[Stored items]

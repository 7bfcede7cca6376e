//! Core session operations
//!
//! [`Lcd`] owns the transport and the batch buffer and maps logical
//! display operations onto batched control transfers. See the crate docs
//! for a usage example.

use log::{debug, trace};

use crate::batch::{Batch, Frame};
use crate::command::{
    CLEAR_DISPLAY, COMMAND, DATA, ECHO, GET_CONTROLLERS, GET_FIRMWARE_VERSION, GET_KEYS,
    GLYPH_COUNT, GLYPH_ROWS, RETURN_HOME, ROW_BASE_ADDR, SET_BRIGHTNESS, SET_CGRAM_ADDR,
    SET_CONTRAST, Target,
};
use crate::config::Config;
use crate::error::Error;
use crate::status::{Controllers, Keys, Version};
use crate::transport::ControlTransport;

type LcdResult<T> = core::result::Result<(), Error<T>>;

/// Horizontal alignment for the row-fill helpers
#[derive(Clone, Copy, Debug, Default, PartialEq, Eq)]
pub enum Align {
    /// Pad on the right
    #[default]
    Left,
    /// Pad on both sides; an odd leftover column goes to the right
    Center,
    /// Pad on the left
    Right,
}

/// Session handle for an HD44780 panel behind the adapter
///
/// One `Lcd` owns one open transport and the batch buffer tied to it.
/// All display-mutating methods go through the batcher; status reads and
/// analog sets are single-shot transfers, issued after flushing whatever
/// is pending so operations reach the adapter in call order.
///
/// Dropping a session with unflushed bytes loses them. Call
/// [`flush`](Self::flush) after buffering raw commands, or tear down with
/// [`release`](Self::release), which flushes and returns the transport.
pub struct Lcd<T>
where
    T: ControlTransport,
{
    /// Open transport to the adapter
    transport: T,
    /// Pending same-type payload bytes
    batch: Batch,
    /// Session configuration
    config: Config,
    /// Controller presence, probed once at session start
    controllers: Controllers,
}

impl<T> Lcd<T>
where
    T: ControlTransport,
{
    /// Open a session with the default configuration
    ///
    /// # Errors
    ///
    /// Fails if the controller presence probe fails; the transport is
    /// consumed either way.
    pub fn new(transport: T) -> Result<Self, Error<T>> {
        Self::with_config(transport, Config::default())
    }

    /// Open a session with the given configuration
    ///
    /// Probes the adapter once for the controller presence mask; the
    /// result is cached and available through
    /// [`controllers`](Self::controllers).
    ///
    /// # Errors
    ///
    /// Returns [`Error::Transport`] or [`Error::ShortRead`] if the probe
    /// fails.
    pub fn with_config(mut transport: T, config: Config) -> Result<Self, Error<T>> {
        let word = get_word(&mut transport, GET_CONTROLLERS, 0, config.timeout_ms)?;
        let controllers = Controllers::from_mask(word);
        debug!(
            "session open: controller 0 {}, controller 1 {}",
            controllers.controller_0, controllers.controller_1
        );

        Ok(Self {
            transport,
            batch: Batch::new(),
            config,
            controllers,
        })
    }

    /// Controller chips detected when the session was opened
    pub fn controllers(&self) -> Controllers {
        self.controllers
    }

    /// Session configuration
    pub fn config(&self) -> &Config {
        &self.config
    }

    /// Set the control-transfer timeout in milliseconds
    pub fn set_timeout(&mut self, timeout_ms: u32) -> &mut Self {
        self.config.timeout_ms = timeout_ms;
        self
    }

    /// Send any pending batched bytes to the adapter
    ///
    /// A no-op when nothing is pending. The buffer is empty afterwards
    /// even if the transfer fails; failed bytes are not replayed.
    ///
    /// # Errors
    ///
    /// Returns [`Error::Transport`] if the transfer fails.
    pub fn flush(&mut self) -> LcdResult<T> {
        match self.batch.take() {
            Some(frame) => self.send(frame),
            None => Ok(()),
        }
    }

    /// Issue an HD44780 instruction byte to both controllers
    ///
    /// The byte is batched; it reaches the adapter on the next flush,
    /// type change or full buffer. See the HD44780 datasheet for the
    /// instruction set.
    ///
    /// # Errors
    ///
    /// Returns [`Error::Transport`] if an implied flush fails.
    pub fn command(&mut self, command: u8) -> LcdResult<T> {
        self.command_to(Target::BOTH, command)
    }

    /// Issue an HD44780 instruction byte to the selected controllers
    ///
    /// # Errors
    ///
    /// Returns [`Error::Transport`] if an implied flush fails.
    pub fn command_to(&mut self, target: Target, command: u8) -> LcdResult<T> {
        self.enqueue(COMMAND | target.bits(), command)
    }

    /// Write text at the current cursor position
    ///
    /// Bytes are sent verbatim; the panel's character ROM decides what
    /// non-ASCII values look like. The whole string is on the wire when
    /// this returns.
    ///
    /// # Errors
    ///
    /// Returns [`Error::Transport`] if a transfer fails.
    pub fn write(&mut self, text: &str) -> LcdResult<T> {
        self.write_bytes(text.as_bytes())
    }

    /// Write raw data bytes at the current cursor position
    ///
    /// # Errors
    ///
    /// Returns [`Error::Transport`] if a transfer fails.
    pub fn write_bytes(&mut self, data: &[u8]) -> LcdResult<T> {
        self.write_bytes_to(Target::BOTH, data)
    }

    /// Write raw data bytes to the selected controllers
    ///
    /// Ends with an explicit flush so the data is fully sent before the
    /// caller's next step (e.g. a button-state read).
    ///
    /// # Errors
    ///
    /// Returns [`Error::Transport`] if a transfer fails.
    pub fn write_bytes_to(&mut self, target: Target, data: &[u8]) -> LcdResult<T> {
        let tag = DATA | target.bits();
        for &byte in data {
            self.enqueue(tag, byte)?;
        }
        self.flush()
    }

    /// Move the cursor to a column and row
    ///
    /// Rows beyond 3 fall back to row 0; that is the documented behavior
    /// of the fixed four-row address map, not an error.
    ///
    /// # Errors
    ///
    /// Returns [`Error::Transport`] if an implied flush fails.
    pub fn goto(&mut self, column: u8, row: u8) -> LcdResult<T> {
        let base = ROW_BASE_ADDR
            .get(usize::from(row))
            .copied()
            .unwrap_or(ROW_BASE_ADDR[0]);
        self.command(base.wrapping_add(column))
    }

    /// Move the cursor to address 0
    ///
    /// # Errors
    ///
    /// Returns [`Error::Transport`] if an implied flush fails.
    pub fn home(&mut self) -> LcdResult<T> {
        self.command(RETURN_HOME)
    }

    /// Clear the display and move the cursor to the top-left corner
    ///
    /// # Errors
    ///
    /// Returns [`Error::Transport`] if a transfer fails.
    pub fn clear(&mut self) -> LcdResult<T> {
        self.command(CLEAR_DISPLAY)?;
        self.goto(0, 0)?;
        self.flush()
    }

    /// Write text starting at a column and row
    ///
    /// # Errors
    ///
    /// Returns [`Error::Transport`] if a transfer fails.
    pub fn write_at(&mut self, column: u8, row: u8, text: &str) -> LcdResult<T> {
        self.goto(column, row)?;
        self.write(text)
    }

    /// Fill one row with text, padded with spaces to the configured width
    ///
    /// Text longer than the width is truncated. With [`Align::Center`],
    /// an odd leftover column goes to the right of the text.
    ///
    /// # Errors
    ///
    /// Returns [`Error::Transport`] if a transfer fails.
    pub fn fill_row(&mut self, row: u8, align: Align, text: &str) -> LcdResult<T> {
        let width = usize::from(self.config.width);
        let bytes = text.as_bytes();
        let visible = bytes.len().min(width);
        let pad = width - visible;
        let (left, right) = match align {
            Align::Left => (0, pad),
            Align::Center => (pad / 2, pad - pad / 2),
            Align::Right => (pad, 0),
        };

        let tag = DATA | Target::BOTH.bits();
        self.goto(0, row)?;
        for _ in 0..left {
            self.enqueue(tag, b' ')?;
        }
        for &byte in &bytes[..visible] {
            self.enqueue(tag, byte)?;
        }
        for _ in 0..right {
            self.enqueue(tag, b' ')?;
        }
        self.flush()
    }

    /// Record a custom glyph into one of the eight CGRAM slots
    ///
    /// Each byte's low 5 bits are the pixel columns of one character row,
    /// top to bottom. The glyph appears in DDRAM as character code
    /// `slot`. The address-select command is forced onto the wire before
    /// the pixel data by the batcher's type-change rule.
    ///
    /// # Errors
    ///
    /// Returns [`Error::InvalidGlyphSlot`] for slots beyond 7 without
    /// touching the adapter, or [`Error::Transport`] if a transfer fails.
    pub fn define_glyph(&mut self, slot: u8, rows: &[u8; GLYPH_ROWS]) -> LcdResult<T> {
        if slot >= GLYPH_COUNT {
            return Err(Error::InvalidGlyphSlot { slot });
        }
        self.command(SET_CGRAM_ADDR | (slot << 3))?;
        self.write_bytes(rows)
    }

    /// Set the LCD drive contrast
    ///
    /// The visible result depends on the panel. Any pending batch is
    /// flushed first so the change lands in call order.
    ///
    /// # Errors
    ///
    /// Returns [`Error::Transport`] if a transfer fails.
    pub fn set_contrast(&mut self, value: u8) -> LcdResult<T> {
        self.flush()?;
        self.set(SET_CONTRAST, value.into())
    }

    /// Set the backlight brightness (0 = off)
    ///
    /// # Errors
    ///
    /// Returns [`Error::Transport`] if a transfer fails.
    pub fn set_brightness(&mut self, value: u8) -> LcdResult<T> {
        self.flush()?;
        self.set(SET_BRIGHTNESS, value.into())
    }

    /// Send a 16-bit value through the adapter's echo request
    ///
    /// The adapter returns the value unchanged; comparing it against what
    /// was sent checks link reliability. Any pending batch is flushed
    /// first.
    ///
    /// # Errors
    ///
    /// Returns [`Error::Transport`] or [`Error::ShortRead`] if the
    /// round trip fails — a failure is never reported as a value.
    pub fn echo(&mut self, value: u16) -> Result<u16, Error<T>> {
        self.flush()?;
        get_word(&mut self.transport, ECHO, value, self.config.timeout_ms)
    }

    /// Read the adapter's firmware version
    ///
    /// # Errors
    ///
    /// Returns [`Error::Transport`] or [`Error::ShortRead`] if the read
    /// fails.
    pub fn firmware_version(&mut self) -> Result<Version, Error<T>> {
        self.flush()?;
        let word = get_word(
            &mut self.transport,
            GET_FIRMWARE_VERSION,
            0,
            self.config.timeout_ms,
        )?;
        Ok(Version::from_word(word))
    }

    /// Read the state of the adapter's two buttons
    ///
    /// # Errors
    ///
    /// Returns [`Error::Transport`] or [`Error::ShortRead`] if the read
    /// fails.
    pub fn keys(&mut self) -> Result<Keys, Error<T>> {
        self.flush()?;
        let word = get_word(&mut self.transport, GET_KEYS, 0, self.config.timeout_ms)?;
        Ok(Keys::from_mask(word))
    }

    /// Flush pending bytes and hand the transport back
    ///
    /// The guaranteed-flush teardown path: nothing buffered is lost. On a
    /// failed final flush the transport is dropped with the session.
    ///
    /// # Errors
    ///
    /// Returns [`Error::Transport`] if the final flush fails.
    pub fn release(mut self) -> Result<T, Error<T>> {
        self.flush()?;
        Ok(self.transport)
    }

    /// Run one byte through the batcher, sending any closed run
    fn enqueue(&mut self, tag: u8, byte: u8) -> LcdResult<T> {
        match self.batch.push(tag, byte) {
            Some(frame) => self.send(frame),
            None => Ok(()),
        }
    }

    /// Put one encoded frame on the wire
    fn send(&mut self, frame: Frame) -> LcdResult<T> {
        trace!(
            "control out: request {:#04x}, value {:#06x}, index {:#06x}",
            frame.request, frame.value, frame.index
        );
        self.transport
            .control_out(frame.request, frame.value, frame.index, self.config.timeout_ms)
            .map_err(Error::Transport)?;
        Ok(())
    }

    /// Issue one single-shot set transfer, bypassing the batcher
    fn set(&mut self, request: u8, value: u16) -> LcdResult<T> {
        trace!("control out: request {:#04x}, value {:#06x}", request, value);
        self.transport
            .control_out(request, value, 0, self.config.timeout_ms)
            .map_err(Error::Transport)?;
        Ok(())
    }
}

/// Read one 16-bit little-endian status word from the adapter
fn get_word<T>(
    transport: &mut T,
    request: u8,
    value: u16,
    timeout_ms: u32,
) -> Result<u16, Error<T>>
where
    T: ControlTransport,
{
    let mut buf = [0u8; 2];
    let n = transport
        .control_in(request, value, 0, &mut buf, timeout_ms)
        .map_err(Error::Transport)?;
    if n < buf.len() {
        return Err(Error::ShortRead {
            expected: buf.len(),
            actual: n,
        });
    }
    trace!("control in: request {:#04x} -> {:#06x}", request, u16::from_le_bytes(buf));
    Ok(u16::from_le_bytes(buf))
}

*Instructions for the task*:
Check each line above for "failed" and return the ones that have it.

*Your response*:
    /// even if the transfer fails; failed bytes are not replayed.
    /// failed final flush the transport is dropped with the session.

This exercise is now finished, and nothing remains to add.